─── Records supplied

use crate::file::FileSender;
use crate::hec::{self, HecConfig, HecSender};
use crate::syslog::SyslogSender;
use async_trait::async_trait;
use noise_core::{Destination, DestinationKind, SendError, Sender, SenderFactory};
use std::sync::Arc;
use std::time::Duration;
use tracing::info;

/// Builds the sender matching a destination's kind.
#[derive(Debug, Clone)]
pub struct DestinationSenderFactory {
    hec_timeout: Duration,
}

impl Default for DestinationSenderFactory {
    fn default() -> Self {
        Self {
            hec_timeout: hec::DEFAULT_TIMEOUT,
        }
    }
}

impl DestinationSenderFactory {
    pub fn new() -> Self {
        Self::default()
    }

    pub fn with_hec_timeout(mut self, timeout: Duration) -> Self {
        self.hec_timeout = timeout;
        self
    }
}

#[async_trait]
impl SenderFactory for DestinationSenderFactory {
    async fn connect(&self, destination: &Destination) -> Result<Arc<dyn Sender>, SendError> {
        let sender: Arc<dyn Sender> = match &destination.kind {
            DestinationKind::Syslog {
                host,
                port,
                protocol,
                format,
            } => Arc::new(SyslogSender::connect(host, *port, *protocol, *format).await?),
            DestinationKind::Hec {
                url,
                token,
                index,
                sourcetype,
                insecure_skip_verify,
            } => Arc::new(HecSender::new(HecConfig {
                url: url.clone(),
                token: token.clone(),
                index: index.clone(),
                sourcetype: sourcetype.clone(),
                insecure_skip_verify: *insecure_skip_verify,
                timeout: self.hec_timeout,
            })?),
            DestinationKind::File {
                path,
                max_size_mb,
                max_backups,
            } => Arc::new(FileSender::open(path, *max_size_mb, *max_backups).await?),
        };

        info!(
            destination = %destination.id,
            kind = destination.kind.label(),
            "Sender connected"
        );
        Ok(sender)
    }
}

──────

• Directions for this task:
Locate the word "protocol" in the data above. Copy every line carrying it.

• Task answer:
                protocol,
            } => Arc::new(SyslogSender::connect(host, *port, *protocol, *format).await?),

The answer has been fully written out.